— Information given —
-----
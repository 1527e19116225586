//! 채널 상태 모델.

use chrono::{DateTime, Utc};
use serde::{Deserialize, Serialize};

/// 채널 연결 상태
#[derive(Debug, Clone, Copy, Default, PartialEq, Eq, Serialize, Deserialize)]
pub enum ChannelStatus {
    /// 연결 끊김
    #[default]
    Disconnected,
    /// 연결됨
    Connected,
}

impl std::fmt::Display for ChannelStatus {
    fn fmt(&self, f: &mut std::fmt::Formatter<'_>) -> std::fmt::Result {
        match self {
            ChannelStatus::Connected => write!(f, "Connected"),
            ChannelStatus::Disconnected => write!(f, "Disconnected"),
        }
    }
}

/// 채널 통계
#[derive(Debug, Clone, Default, PartialEq, Serialize)]
pub struct ChannelStats {
    /// 연결 시도 횟수 (토큰 없음/주소 오류로 건너뛴 시도 제외)
    pub connect_attempts: u64,
    /// 예약된 재연결 횟수
    pub reconnects_scheduled: u64,
    /// 디코딩에 성공한 수신 프레임 수
    pub frames_received: u64,
    /// 디코딩 실패로 버린 프레임 수
    pub frames_discarded: u64,
    /// 마지막 연결 성공 시각
    pub last_connected_at: Option<DateTime<Utc>>,
}
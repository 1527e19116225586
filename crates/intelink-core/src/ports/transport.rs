//! 실시간 채널 전송 포트.
//!
//! 구현: `intelink-network` crate (tokio-tungstenite)

use async_trait::async_trait;
use std::sync::Arc;
use tokio::sync::mpsc;
use url::Url;

use crate::error::CoreError;

/// 전송 계층에서 올라오는 이벤트
#[derive(Debug, Clone, PartialEq, Eq)]
pub enum TransportEvent {
    /// 텍스트 프레임 수신
    Text(String),
    /// 전송 에러 (항상 뒤이어 `Closed`가 온다)
    Error(String),
    /// 연결 종료
    Closed,
}

/// 프레임 송신기
#[async_trait]
pub trait FrameSender: Send + Sync {
    /// 텍스트 프레임 전송
    async fn send_text(&self, text: &str) -> Result<(), CoreError>;

    /// 연결 종료 요청
    async fn close(&self) -> Result<(), CoreError>;
}

/// 수립된 채널 — 송신기 + 수신 이벤트 스트림
pub struct ChannelLink {
    pub sender: Arc<dyn FrameSender>,
    pub events: mpsc::Receiver<TransportEvent>,
}

/// 실시간 채널 전송
#[async_trait]
pub trait ChannelTransport: Send + Sync {
    /// 채널 연결 수립 (핸드셰이크 완료까지 대기)
    ///
    /// 실패는 일시적 전송 실패로 취급되어 호출자가 재연결을 예약한다.
    async fn open(&self, url: &Url) -> Result<ChannelLink, CoreError>;
}
//! WebSocket 프레임 모델.
//!
//! 수신 프레임은 `type` 필드로 구분되는 JSON 객체다.
//! 알 수 없는 `type`은 [`InboundFrame::Unknown`]으로 역직렬화된다.

use serde::{Deserialize, Serialize};

use super::signal::Signal;

/// 수신 프레임 (서버 → 클라이언트)
#[derive(Debug, Clone, Deserialize)]
#[serde(tag = "type")]
pub enum InboundFrame {
    /// 새 시그널 생성
    #[serde(rename = "SIGNAL_CREATED")]
    SignalCreated {
        signal: Signal,
        #[serde(default)]
        timestamp: Option<String>,
    },
    /// 시그널 확인 처리
    #[serde(rename = "SIGNAL_ACKNOWLEDGED")]
    SignalAcknowledged {
        signal_id: String,
        #[serde(default)]
        acknowledged_by: Option<String>,
        #[serde(default)]
        timestamp: Option<String>,
    },
    /// 새 리스크 감지
    #[serde(rename = "RISK_CREATED")]
    RiskCreated {
        risk_score: f64,
        #[serde(default)]
        title: Option<String>,
        #[serde(default)]
        timestamp: Option<String>,
    },
    /// 수동 추천 생성
    #[serde(rename = "RECOMMENDATION_CREATED")]
    RecommendationCreated {
        priority: f64,
        #[serde(default)]
        title: Option<String>,
        #[serde(default)]
        timestamp: Option<String>,
    },
    /// 자동 추천 생성
    #[serde(rename = "AUTO_RECOMMENDATION_CREATED")]
    AutoRecommendationCreated {
        priority: f64,
        #[serde(default)]
        title: Option<String>,
        #[serde(default)]
        timestamp: Option<String>,
    },
    /// 하트비트 응답
    #[serde(rename = "pong")]
    Pong {},
    /// 알 수 없는 타입
    #[serde(other)]
    Unknown,
}

/// 송신 프레임 (클라이언트 → 서버)
#[derive(Debug, Clone, Copy, PartialEq, Eq, Serialize)]
#[serde(tag = "type", rename_all = "lowercase")]
pub enum OutboundFrame {
    /// 하트비트
    Ping,
}

impl OutboundFrame {
    /// JSON 텍스트로 직렬화
    pub fn to_text(&self) -> Result<String, crate::error::CoreError> {
        Ok(serde_json::to_string(self)?)
    }
}

#[cfg(test)]
mod tests {
    use super::*;

    #[test]
    fn ping_wire_format() {
        assert_eq!(OutboundFrame::Ping.to_text().unwrap(), r#"{"type":"ping"}"#);
    }

    #[test]
    fn parse_signal_created() {
        let json = r#"{
            "type": "SIGNAL_CREATED",
            "signal": {"signal_id": "S1", "title": "결제 지연", "severity": "warning"},
            "timestamp": "2026-01-28T10:00:00Z"
        }"#;
        let frame: InboundFrame = serde_json::from_str(json).unwrap();
        assert!(matches!(frame, InboundFrame::SignalCreated { signal, .. } if signal.signal_id == "S1"));
    }

    #[test]
    fn parse_recommendation_without_title() {
        let json = r#"{"type": "AUTO_RECOMMENDATION_CREATED", "priority": 1}"#;
        let frame: InboundFrame = serde_json::from_str(json).unwrap();
        match frame {
            InboundFrame::AutoRecommendationCreated {
                priority, title, ..
            } => {
                assert_eq!(priority, 1.0);
                assert!(title.is_none());
            }
            other => panic!("추천 프레임 아님: {other:?}"),
        }
    }

    #[test]
    fn parse_pong_with_extra_fields() {
        let json = r#"{"type": "pong", "server_time": "2026-01-28T10:00:00Z"}"#;
        let frame: InboundFrame = serde_json::from_str(json).unwrap();
        assert!(matches!(frame, InboundFrame::Pong {}));
    }

    #[test]
    fn parse_unknown_type() {
        let json = r#"{"type": "INVOICE_POSTED", "invoice_id": 42}"#;
        let frame: InboundFrame = serde_json::from_str(json).unwrap();
        assert!(matches!(frame, InboundFrame::Unknown));
    }

    #[test]
    fn known_type_with_missing_field_fails() {
        let json = r#"{"type": "RISK_CREATED"}"#;
        assert!(serde_json::from_str::<InboundFrame>(json).is_err());
    }
}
-----
— Problem details —
Would you set down all the lines above, exactly and in full?

— Answer for this exercise —
repository 1527e19116225586
//! 채널 상태 모델.

use chrono::{DateTime, Utc};
use serde::{Deserialize, Serialize};

/// 채널 연결 상태
#[derive(Debug, Clone, Copy, Default, PartialEq, Eq, Serialize, Deserialize)]
pub enum ChannelStatus {
    /// 연결 끊김
    #[default]
    Disconnected,
    /// 연결됨
    Connected,
}

impl std::fmt::Display for ChannelStatus {
    fn fmt(&self, f: &mut std::fmt::Formatter<'_>) -> std::fmt::Result {
        match self {
            ChannelStatus::Connected => write!(f, "Connected"),
            ChannelStatus::Disconnected => write!(f, "Disconnected"),
        }
    }
}

/// 채널 통계
#[derive(Debug, Clone, Default, PartialEq, Serialize)]
pub struct ChannelStats {
    /// 연결 시도 횟수 (토큰 없음/주소 오류로 건너뛴 시도 제외)
    pub connect_attempts: u64,
    /// 예약된 재연결 횟수
    pub reconnects_scheduled: u64,
    /// 디코딩에 성공한 수신 프레임 수
    pub frames_received: u64,
    /// 디코딩 실패로 버린 프레임 수
    pub frames_discarded: u64,
    /// 마지막 연결 성공 시각
    pub last_connected_at: Option<DateTime<Utc>>,
}
repository 1527e19116225586
filename crates/intelink-core/src/ports/transport.rs
//! 실시간 채널 전송 포트.
//!
//! 구현: `intelink-network` crate (tokio-tungstenite)

use async_trait::async_trait;
use std::sync::Arc;
use tokio::sync::mpsc;
use url::Url;

use crate::error::CoreError;

/// 전송 계층에서 올라오는 이벤트
#[derive(Debug, Clone, PartialEq, Eq)]
pub enum TransportEvent {
    /// 텍스트 프레임 수신
    Text(String),
    /// 전송 에러 (항상 뒤이어 `Closed`가 온다)
    Error(String),
    /// 연결 종료
    Closed,
}

/// 프레임 송신기
#[async_trait]
pub trait FrameSender: Send + Sync {
    /// 텍스트 프레임 전송
    async fn send_text(&self, text: &str) -> Result<(), CoreError>;

    /// 연결 종료 요청
    async fn close(&self) -> Result<(), CoreError>;
}

/// 수립된 채널 — 송신기 + 수신 이벤트 스트림
pub struct ChannelLink {
    pub sender: Arc<dyn FrameSender>,
    pub events: mpsc::Receiver<TransportEvent>,
}

/// 실시간 채널 전송
#[async_trait]
pub trait ChannelTransport: Send + Sync {
    /// 채널 연결 수립 (핸드셰이크 완료까지 대기)
    ///
    /// 실패는 일시적 전송 실패로 취급되어 호출자가 재연결을 예약한다.
    async fn open(&self, url: &Url) -> Result<ChannelLink, CoreError>;
}
//! WebSocket 프레임 모델.
//!
//! 수신 프레임은 `type` 필드로 구분되는 JSON 객체다.
//! 알 수 없는 `type`은 [`InboundFrame::Unknown`]으로 역직렬화된다.

use serde::{Deserialize, Serialize};

use super::signal::Signal;

/// 수신 프레임 (서버 → 클라이언트)
#[derive(Debug, Clone, Deserialize)]
#[serde(tag = "type")]
pub enum InboundFrame {
    /// 새 시그널 생성
    #[serde(rename = "SIGNAL_CREATED")]
    SignalCreated {
        signal: Signal,
        #[serde(default)]
        timestamp: Option<String>,
    },
    /// 시그널 확인 처리
    #[serde(rename = "SIGNAL_ACKNOWLEDGED")]
    SignalAcknowledged {
        signal_id: String,
        #[serde(default)]
        acknowledged_by: Option<String>,
        #[serde(default)]
        timestamp: Option<String>,
    },
    /// 새 리스크 감지
    #[serde(rename = "RISK_CREATED")]
    RiskCreated {
        risk_score: f64,
        #[serde(default)]
        title: Option<String>,
        #[serde(default)]
        timestamp: Option<String>,
    },
    /// 수동 추천 생성
    #[serde(rename = "RECOMMENDATION_CREATED")]
    RecommendationCreated {
        priority: f64,
        #[serde(default)]
        title: Option<String>,
        #[serde(default)]
        timestamp: Option<String>,
    },
    /// 자동 추천 생성
    #[serde(rename = "AUTO_RECOMMENDATION_CREATED")]
    AutoRecommendationCreated {
        priority: f64,
        #[serde(default)]
        title: Option<String>,
        #[serde(default)]
        timestamp: Option<String>,
    },
    /// 하트비트 응답
    #[serde(rename = "pong")]
    Pong {},
    /// 알 수 없는 타입
    #[serde(other)]
    Unknown,
}

/// 송신 프레임 (클라이언트 → 서버)
#[derive(Debug, Clone, Copy, PartialEq, Eq, Serialize)]
#[serde(tag = "type", rename_all = "lowercase")]
pub enum OutboundFrame {
    /// 하트비트
    Ping,
}

impl OutboundFrame {
    /// JSON 텍스트로 직렬화
    pub fn to_text(&self) -> Result<String, crate::error::CoreError> {
        Ok(serde_json::to_string(self)?)
    }
}

#[cfg(test)]
mod tests {
    use super::*;

    #[test]
    fn ping_wire_format() {
        assert_eq!(OutboundFrame::Ping.to_text().unwrap(), r#"{"type":"ping"}"#);
    }

    #[test]
    fn parse_signal_created() {
        let json = r#"{
            "type": "SIGNAL_CREATED",
            "signal": {"signal_id": "S1", "title": "결제 지연", "severity": "warning"},
            "timestamp": "2026-01-28T10:00:00Z"
        }"#;
        let frame: InboundFrame = serde_json::from_str(json).unwrap();
        assert!(matches!(frame, InboundFrame::SignalCreated { signal, .. } if signal.signal_id == "S1"));
    }

    #[test]
    fn parse_recommendation_without_title() {
        let json = r#"{"type": "AUTO_RECOMMENDATION_CREATED", "priority": 1}"#;
        let frame: InboundFrame = serde_json::from_str(json).unwrap();
        match frame {
            InboundFrame::AutoRecommendationCreated {
                priority, title, ..
            } => {
                assert_eq!(priority, 1.0);
                assert!(title.is_none());
            }
            other => panic!("추천 프레임 아님: {other:?}"),
        }
    }

    #[test]
    fn parse_pong_with_extra_fields() {
        let json = r#"{"type": "pong", "server_time": "2026-01-28T10:00:00Z"}"#;
        let frame: InboundFrame = serde_json::from_str(json).unwrap();
        assert!(matches!(frame, InboundFrame::Pong {}));
    }

    #[test]
    fn parse_unknown_type() {
        let json = r#"{"type": "INVOICE_POSTED", "invoice_id": 42}"#;
        let frame: InboundFrame = serde_json::from_str(json).unwrap();
        assert!(matches!(frame, InboundFrame::Unknown));
    }

    #[test]
    fn known_type_with_missing_field_fails() {
        let json = r#"{"type": "RISK_CREATED"}"#;
        assert!(serde_json::from_str::<InboundFrame>(json).is_err());
    }
}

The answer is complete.